OBJECTIVES. The goal of the study was to test the hypothesis that infants with known congenital diaphragmatic hernias born at early term gestation (37–38 weeks) rather than later (39–41 weeks) had greater survival rates and less extracorporeal membrane oxygenation use. Primary outcomes were survival to hospital discharge or transfer and extracorporeal membrane oxygenation use.
METHODS. A retrospective cohort study of term infants with prenatal diagnoses of congenital diaphragmatic hernia was performed with the Congenital Diaphragmatic Hernia Study Group Registry of patients with congenital diaphragmatic hernias who were treated between January 1995 and December 2006.
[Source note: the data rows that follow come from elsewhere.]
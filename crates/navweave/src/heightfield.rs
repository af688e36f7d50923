//! The voxel grid produced by rasterization.
//!
//! A [`Heightfield`] is a 2D grid of columns on the xz-plane, where each column holds an
//! ordered, non-overlapping list of solid [`Span`]s from bottom to top.

use thiserror::Error;

use crate::{
    Aabb3d,
    span::{Span, SpanKey, Spans},
};

/// A dynamic voxel heightfield. Build with [`HeightfieldBuilder`].
#[derive(Debug, Clone)]
pub struct Heightfield {
    /// The width of the heightfield along the x-axis in cell units
    pub width: u16,
    /// The height of the heightfield along the z-axis in cell units
    pub height: u16,
    /// The AABB of the heightfield
    pub aabb: Aabb3d,
    /// The size of each cell on the xz-plane
    pub cell_size: f32,
    /// The size of each cell along the y-axis
    pub cell_height: f32,
    /// The lowest span of every column, in `x + z * width` order.
    pub spans: Vec<Option<SpanKey>>,
    /// All spans in the heightfield
    pub allocated_spans: Spans,
}

impl Heightfield {
    /// Inserts a span into its column, merging it with every span it overlaps.
    pub(crate) fn add_span(&mut self, insertion: SpanInsertion) -> Result<(), SpanInsertionError> {
        let SpanInsertion {
            x,
            z,
            flag_merge_threshold,
            span: mut new_span,
        } = insertion;
        if x >= self.width || z >= self.height {
            return Err(SpanInsertionError::ColumnIndexOutOfBounds { x, z });
        }
        let column_index = self.column_index(x, z);

        let mut previous_key: Option<SpanKey> = None;
        let mut cursor = self.spans[column_index];
        while let Some(current_key) = cursor {
            let current = self.span(current_key).clone();
            cursor = current.next();
            if current.min() > new_span.max() {
                // Everything from here on lies above the new span.
                break;
            }
            if current.max() < new_span.min() {
                previous_key = Some(current_key);
                continue;
            }

            // Overlap: absorb the existing span.
            new_span.set_min(new_span.min().min(current.min()));
            new_span.set_max(new_span.max().max(current.max()));
            if new_span.max().abs_diff(current.max()) <= flag_merge_threshold {
                // Higher area ids win.
                new_span.set_area(new_span.area().max(current.area()));
            }

            self.allocated_spans.remove(current_key);
            match previous_key {
                Some(previous_key) => self.span_mut(previous_key).set_next(cursor),
                None => self.spans[column_index] = cursor,
            }
        }

        let next = match previous_key {
            Some(previous_key) => self.span(previous_key).next(),
            None => self.spans[column_index],
        };
        new_span.set_next(next);
        let new_key = self.allocated_spans.insert(new_span);
        match previous_key {
            Some(previous_key) => self.span_mut(previous_key).set_next(new_key),
            None => self.spans[column_index] = Some(new_key),
        }
        Ok(())
    }

    #[inline]
    pub(crate) fn column_index(&self, x: u16, z: u16) -> usize {
        x as usize + z as usize * self.width as usize
    }

    #[inline]
    pub(crate) fn contains(&self, x: i32, z: i32) -> bool {
        x >= 0 && x < self.width as i32 && z >= 0 && z < self.height as i32
    }

    /// Returns the key of the lowest span in the column at the given coordinates.
    /// `None` if either the index is out of bounds or there is no span in the column.
    #[inline]
    pub fn span_key_at(&self, x: u16, z: u16) -> Option<SpanKey> {
        if x >= self.width || z >= self.height {
            return None;
        }
        self.spans[self.column_index(x, z)]
    }

    /// Returns the lowest span at the given coordinates.
    /// `None` if either the index is out of bounds or there is no span in the column.
    #[inline]
    pub fn span_at(&self, x: u16, z: u16) -> Option<&Span> {
        let span_key = self.span_key_at(x, z)?;
        Some(self.span(span_key))
    }

    /// Iterates the spans of a column from bottom to top.
    pub fn column(&self, x: u16, z: u16) -> impl Iterator<Item = (SpanKey, &Span)> {
        let mut cursor = self.span_key_at(x, z);
        std::iter::from_fn(move || {
            let key = cursor?;
            let span = self.span(key);
            cursor = span.next();
            Some((key, span))
        })
    }

    /// Returns the keys of a column from bottom to top.
    pub(crate) fn column_keys(&self, x: u16, z: u16) -> Vec<SpanKey> {
        self.column(x, z).map(|(key, _)| key).collect()
    }

    /// Returns a reference to the span with the given key.
    /// # Panics
    /// Panics if the key is not found.
    #[inline]
    pub fn span(&self, key: SpanKey) -> &Span {
        &self.allocated_spans[key]
    }

    /// Returns a mutable reference to the span with the given key.
    /// # Panics
    /// Panics if the key is not found.
    #[inline]
    pub fn span_mut(&mut self, key: SpanKey) -> &mut Span {
        &mut self.allocated_spans[key]
    }
}

/// A builder for [`Heightfield`]s.
pub struct HeightfieldBuilder {
    /// The AABB of the heightfield
    pub aabb: Aabb3d,
    /// The size of each cell on the xz-plane
    pub cell_size: f32,
    /// The size of each cell along the y-axis
    pub cell_height: f32,
}

impl HeightfieldBuilder {
    /// Builds an empty heightfield covering [`HeightfieldBuilder::aabb`].
    pub fn build(self) -> Result<Heightfield, HeightfieldBuilderError> {
        if !(self.cell_size > 0.0 && self.cell_height > 0.0) {
            return Err(HeightfieldBuilderError::InvalidCellSize {
                cell_size: self.cell_size,
                cell_height: self.cell_height,
            });
        }
        let width = ((self.aabb.max.x - self.aabb.min.x) / self.cell_size + 0.5).max(0.0);
        let height = ((self.aabb.max.z - self.aabb.min.z) / self.cell_size + 0.5).max(0.0);
        if width > u16::MAX as f32 || height > u16::MAX as f32 {
            return Err(HeightfieldBuilderError::ColumnCountTooLarge { width, height });
        }
        let width = width as u16;
        let height = height as u16;
        let column_count = width as usize * height as usize;
        Ok(Heightfield {
            width,
            height,
            aabb: self.aabb,
            cell_size: self.cell_size,
            cell_height: self.cell_height,
            spans: vec![None; column_count],
            allocated_spans: Spans::with_min_capacity(column_count),
        })
    }
}

/// Errors that can occur when building a [`Heightfield`] with [`HeightfieldBuilder::build`].
#[derive(Error, Debug)]
pub enum HeightfieldBuilderError {
    /// Happens when the grid does not fit into 16-bit cell coordinates.
    #[error("Heightfield is too large, got {width}x{height} cells but max is {max} per axis", max = u16::MAX)]
    ColumnCountTooLarge {
        /// The width of the heightfield along the x-axis in cell units
        width: f32,
        /// The height of the heightfield along the z-axis in cell units
        height: f32,
    },
    /// Happens when a cell dimension is zero, negative or NaN.
    #[error("Cell dimensions must be positive, got cell_size={cell_size}, cell_height={cell_height}")]
    InvalidCellSize {
        /// The requested xz-plane cell size
        cell_size: f32,
        /// The requested y-axis cell size
        cell_height: f32,
    },
}

/// Errors that can occur when inserting a span into a [`Heightfield`]
#[derive(Error, Debug)]
pub enum SpanInsertionError {
    /// Happens when the column index is out of bounds.
    #[error("column index out of bounds: x={x}, z={z}")]
    ColumnIndexOutOfBounds {
        /// The x-coordinate of the span
        x: u16,
        /// The z-coordinate of the span
        z: u16,
    },
}

pub(crate) struct SpanInsertion {
    /// The x-coordinate of the span
    pub(crate) x: u16,
    /// The z-coordinate of the span
    pub(crate) z: u16,
    /// Maximum difference between the ceilings of two spans to merge area type IDs
    pub(crate) flag_merge_threshold: u16,
    /// The span to insert
    pub(crate) span: Span,
}
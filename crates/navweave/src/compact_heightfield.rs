use crate::{
    Aabb3d,
    compact_cell::CompactCell,
    compact_span::CompactSpan,
    heightfield::Heightfield,
    math::{dir_offset_x, dir_offset_z},
    region::RegionId,
    span::AreaType,
};

/// A packed representation of the walkable surface of a [`Heightfield`].
///
/// Where a [`Heightfield`] stores solid spans, a compact heightfield stores the open space
/// above them, together with the connections between neighboring open spans.
#[derive(Debug, Clone)]
pub struct CompactHeightfield {
    /// The width of the heightfield along the x-axis in cell units
    pub width: u16,
    /// The height of the heightfield along the z-axis in cell units
    pub height: u16,
    /// The walkable height used during the build of the field
    pub walkable_height: u16,
    /// The walkable climb used during the build of the field.
    pub walkable_climb: u16,
    /// The AABB border size used during the build of the field.
    pub border_size: u16,
    /// The maximum distance value of any span within the field.
    pub max_distance: u16,
    /// The maximum region id of any span within the field.
    pub max_region: RegionId,
    /// The AABB of the heightfield
    pub aabb: Aabb3d,
    /// The size of each cell on the xz-plane
    pub cell_size: f32,
    /// The size of each cell along the y-axis
    pub cell_height: f32,
    /// The cells in the heightfield [Size: `width * height`]
    pub cells: Vec<CompactCell>,
    /// All walkable spans in the heightfield
    pub spans: Vec<CompactSpan>,
    /// Vector containing border distance data. [Size: `spans.len()`]
    pub dist: Vec<u16>,
    /// Vector containing area type data. [Size: `spans.len()`]
    pub areas: Vec<AreaType>,
}

impl CompactHeightfield {
    const MAX_HEIGHT: u16 = u16::MAX;
    /// The highest layer index a neighbor connection can store.
    pub(crate) const MAX_LAYERS: u8 = CompactSpan::NOT_CONNECTED - 1;

    /// Builds a compact heightfield from the walkable spans of a heightfield.
    ///
    /// # Errors
    ///
    /// Returns an error if a column holds more stacked walkable spans than a connection can address.
    pub fn from_heightfield(
        heightfield: &Heightfield,
        walkable_height: u16,
        walkable_climb: u16,
    ) -> Result<Self, CompactHeightfieldError> {
        let walkable_span_count = heightfield
            .allocated_spans
            .values()
            .filter(|span| span.area().is_walkable())
            .count();
        let column_count = heightfield.width as usize * heightfield.height as usize;

        let mut compact = Self {
            width: heightfield.width,
            height: heightfield.height,
            walkable_height,
            walkable_climb,
            border_size: 0,
            max_distance: 0,
            max_region: RegionId::NONE,
            aabb: heightfield.aabb,
            cell_size: heightfield.cell_size,
            cell_height: heightfield.cell_height,
            cells: vec![CompactCell::default(); column_count],
            spans: Vec::with_capacity(walkable_span_count),
            dist: Vec::new(),
            areas: Vec::with_capacity(walkable_span_count),
        };
        compact.aabb.max.y += walkable_height as f32 * heightfield.cell_height;

        // Fill in cells and spans.
        for z in 0..heightfield.height {
            for x in 0..heightfield.width {
                let column_index = heightfield.column_index(x, z);
                let cell = &mut compact.cells[column_index];
                cell.set_index(compact.spans.len() as u32);
                for (_, span) in heightfield.column(x, z) {
                    if !span.area().is_walkable() {
                        continue;
                    }
                    if cell.count() == u8::MAX {
                        return Err(CompactHeightfieldError::TooManySpansInColumn { x, z });
                    }
                    let bot = span.max();
                    let top = span
                        .next()
                        .map(|next| heightfield.span(next).min())
                        .unwrap_or(Self::MAX_HEIGHT);
                    let height = top.saturating_sub(bot).min(u8::MAX as u16) as u8;
                    compact.spans.push(CompactSpan::new(bot, height));
                    compact.areas.push(span.area());
                    cell.inc_count();
                }
            }
        }

        // Find neighbour connections.
        let mut too_high_neighbor = 0_usize;
        for z in 0..compact.height {
            for x in 0..compact.width {
                let cell = *compact.cell_at(x, z);
                for i in cell.index_range() {
                    for dir in 0..4_u8 {
                        compact.spans[i].set_con(dir, None);
                        let neighbor_x = x as i32 + dir_offset_x(dir);
                        let neighbor_z = z as i32 + dir_offset_z(dir);
                        if !heightfield.contains(neighbor_x, neighbor_z) {
                            continue;
                        }
                        let neighbor_cell = *compact.cell_at(neighbor_x as u16, neighbor_z as u16);
                        let span_bot = compact.spans[i].y as i32;
                        let span_top = span_bot + compact.spans[i].height() as i32;

                        // Find the first neighbor span with enough clearance that is within climb range.
                        for k in neighbor_cell.index_range() {
                            let neighbor = &compact.spans[k];
                            let bot = span_bot.max(neighbor.y as i32);
                            let top = span_top.min(neighbor.y as i32 + neighbor.height() as i32);
                            let is_walkable = top - bot >= walkable_height as i32;
                            let is_climbable =
                                (neighbor.y as i32 - span_bot).abs() <= walkable_climb as i32;
                            if !is_walkable || !is_climbable {
                                continue;
                            }
                            let layer_index = k - neighbor_cell.index() as usize;
                            if layer_index > Self::MAX_LAYERS as usize {
                                too_high_neighbor = too_high_neighbor.max(layer_index);
                                continue;
                            }
                            compact.spans[i].set_con(dir, Some(layer_index as u8));
                            break;
                        }
                    }
                }
            }
        }

        if too_high_neighbor > Self::MAX_LAYERS as usize {
            return Err(CompactHeightfieldError::TooManyLayers {
                max_layer_index: Self::MAX_LAYERS,
                layer_index: too_high_neighbor,
            });
        }
        Ok(compact)
    }

    #[inline]
    pub(crate) fn column_index(&self, x: u16, z: u16) -> usize {
        x as usize + z as usize * self.width as usize
    }

    /// Returns the cell at the given coordinates. Returns `None` if the coordinates are invalid.
    #[inline]
    pub fn get_cell_at(&self, x: u16, z: u16) -> Option<&CompactCell> {
        if x >= self.width || z >= self.height {
            return None;
        }
        self.cells.get(self.column_index(x, z))
    }

    /// Returns the cell at the given coordinates. Panics if the coordinates are invalid.
    #[inline]
    pub fn cell_at(&self, x: u16, z: u16) -> &CompactCell {
        &self.cells[self.column_index(x, z)]
    }

    /// Returns the index of the span connected to span `span_index` at cell `(x, z)` in direction `dir`.
    /// `None` if there is no connection.
    #[inline]
    pub fn neighbor_index(&self, x: u16, z: u16, span_index: usize, dir: u8) -> Option<usize> {
        let con = self.spans[span_index].con(dir)?;
        let neighbor_x = (x as i32 + dir_offset_x(dir)) as u16;
        let neighbor_z = (z as i32 + dir_offset_z(dir)) as u16;
        Some(self.cell_at(neighbor_x, neighbor_z).index() as usize + con as usize)
    }

    /// Like [`Self::neighbor_index`], but also returns the neighbor cell coordinates.
    #[inline]
    pub(crate) fn neighbor(&self, x: u16, z: u16, span_index: usize, dir: u8) -> Option<(u16, u16, usize)> {
        let con = self.spans[span_index].con(dir)?;
        let neighbor_x = (x as i32 + dir_offset_x(dir)) as u16;
        let neighbor_z = (z as i32 + dir_offset_z(dir)) as u16;
        let index = self.cell_at(neighbor_x, neighbor_z).index() as usize + con as usize;
        Some((neighbor_x, neighbor_z, index))
    }
}

/// Errors that can occur when building a compact heightfield.
#[derive(Debug, thiserror::Error)]
pub enum CompactHeightfieldError {
    /// The heightfield has too many layers.
    #[error(
        "Heightfield has too many layers. Max layer index is {max_layer_index}, but got {layer_index}"
    )]
    TooManyLayers {
        /// The maximum layer index.
        max_layer_index: u8,
        /// The layer index that caused the error.
        layer_index: usize,
    },
    /// A single column holds more walkable spans than a cell can count.
    #[error("Too many walkable spans in column ({x}, {z})")]
    TooManySpansInColumn {
        /// The x-coordinate of the column
        x: u16,
        /// The z-coordinate of the column
        z: u16,
    },
}

#[cfg(test)]
mod tests {
    use glam::Vec3A;

    use crate::{
        HeightfieldBuilder,
        heightfield::SpanInsertion,
        span::{AreaType, SpanBuilder},
    };

    use super::*;

    fn floor(size: u16, raised: &[(u16, u16, u16)]) -> Heightfield {
        let mut heightfield = HeightfieldBuilder {
            aabb: Aabb3d {
                min: Vec3A::ZERO,
                max: Vec3A::new(size as f32, 20.0, size as f32),
            },
            cell_size: 1.0,
            cell_height: 1.0,
        }
        .build()
        .unwrap();
        for z in 0..size {
            for x in 0..size {
                let max = raised
                    .iter()
                    .find(|(rx, rz, _)| *rx == x && *rz == z)
                    .map(|(_, _, max)| *max)
                    .unwrap_or(1);
                heightfield
                    .add_span(SpanInsertion {
                        x,
                        z,
                        flag_merge_threshold: 0,
                        span: SpanBuilder {
                            min: 0,
                            max,
                            area: AreaType::DEFAULT_WALKABLE,
                            next: None,
                        }
                        .build(),
                    })
                    .unwrap();
            }
        }
        heightfield
    }

    #[test]
    fn flat_floor_is_fully_connected_inside() {
        let heightfield = floor(3, &[]);
        let compact = CompactHeightfield::from_heightfield(&heightfield, 2, 1).unwrap();
        assert_eq!(compact.spans.len(), 9);
        let center = compact.cell_at(1, 1).index() as usize;
        for dir in 0..4 {
            assert_eq!(compact.spans[center].con(dir), Some(0));
        }
        // Corner cells only connect inwards.
        let corner = compact.cell_at(0, 0).index() as usize;
        assert_eq!(compact.spans[corner].con(0), None);
        assert_eq!(compact.spans[corner].con(3), None);
        assert_eq!(compact.spans[corner].con(1), Some(0));
        assert_eq!(compact.spans[corner].con(2), Some(0));
        assert_eq!(compact.neighbor_index(0, 0, corner, 2), Some(1));
    }

    #[test]
    fn steps_above_climb_are_not_connected() {
        let heightfield = floor(3, &[(1, 1, 5)]);
        let compact = CompactHeightfield::from_heightfield(&heightfield, 2, 1).unwrap();
        let center = compact.cell_at(1, 1).index() as usize;
        for dir in 0..4 {
            assert_eq!(compact.spans[center].con(dir), None);
        }
    }

    #[test]
    fn bounds_grow_by_walkable_height() {
        let heightfield = floor(2, &[]);
        let compact = CompactHeightfield::from_heightfield(&heightfield, 3, 1).unwrap();
        approx::assert_relative_eq!(compact.aabb.max.y, 23.0);
    }
}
RESULTS. Among 628 term infants at 37 to 41 weeks of gestation who had prenatal diagnoses of congenital diaphragmatic hernia and were free of major associated anomalies, early term birth (37 vs 39–41 weeks) and greater birth weight were associated independently with survival, whereas black race was related inversely to survival. Infants born at early term with birth weights at or above the group mean (3.1 kg) had the greatest survival rate (80%). Among infants born through elective cesarean delivery, infants born at 37 to 38 weeks of gestation, compared with 39 to 41 weeks, had less use of extracorporeal membrane oxygenation (22.0% vs 35.5%) and a trend toward a greater survival rate (75.0% vs 65.8%).
CONCLUSIONS. The timing of delivery is an independent, potentially important factor in the consideration of elective delivery for infants diagnosed prenatally as having congenital diaphragmatic hernias. Among fetuses with prenatally diagnosed congenital diaphragmatic hernias and without major associated anomalies, early term delivery may confer advantage.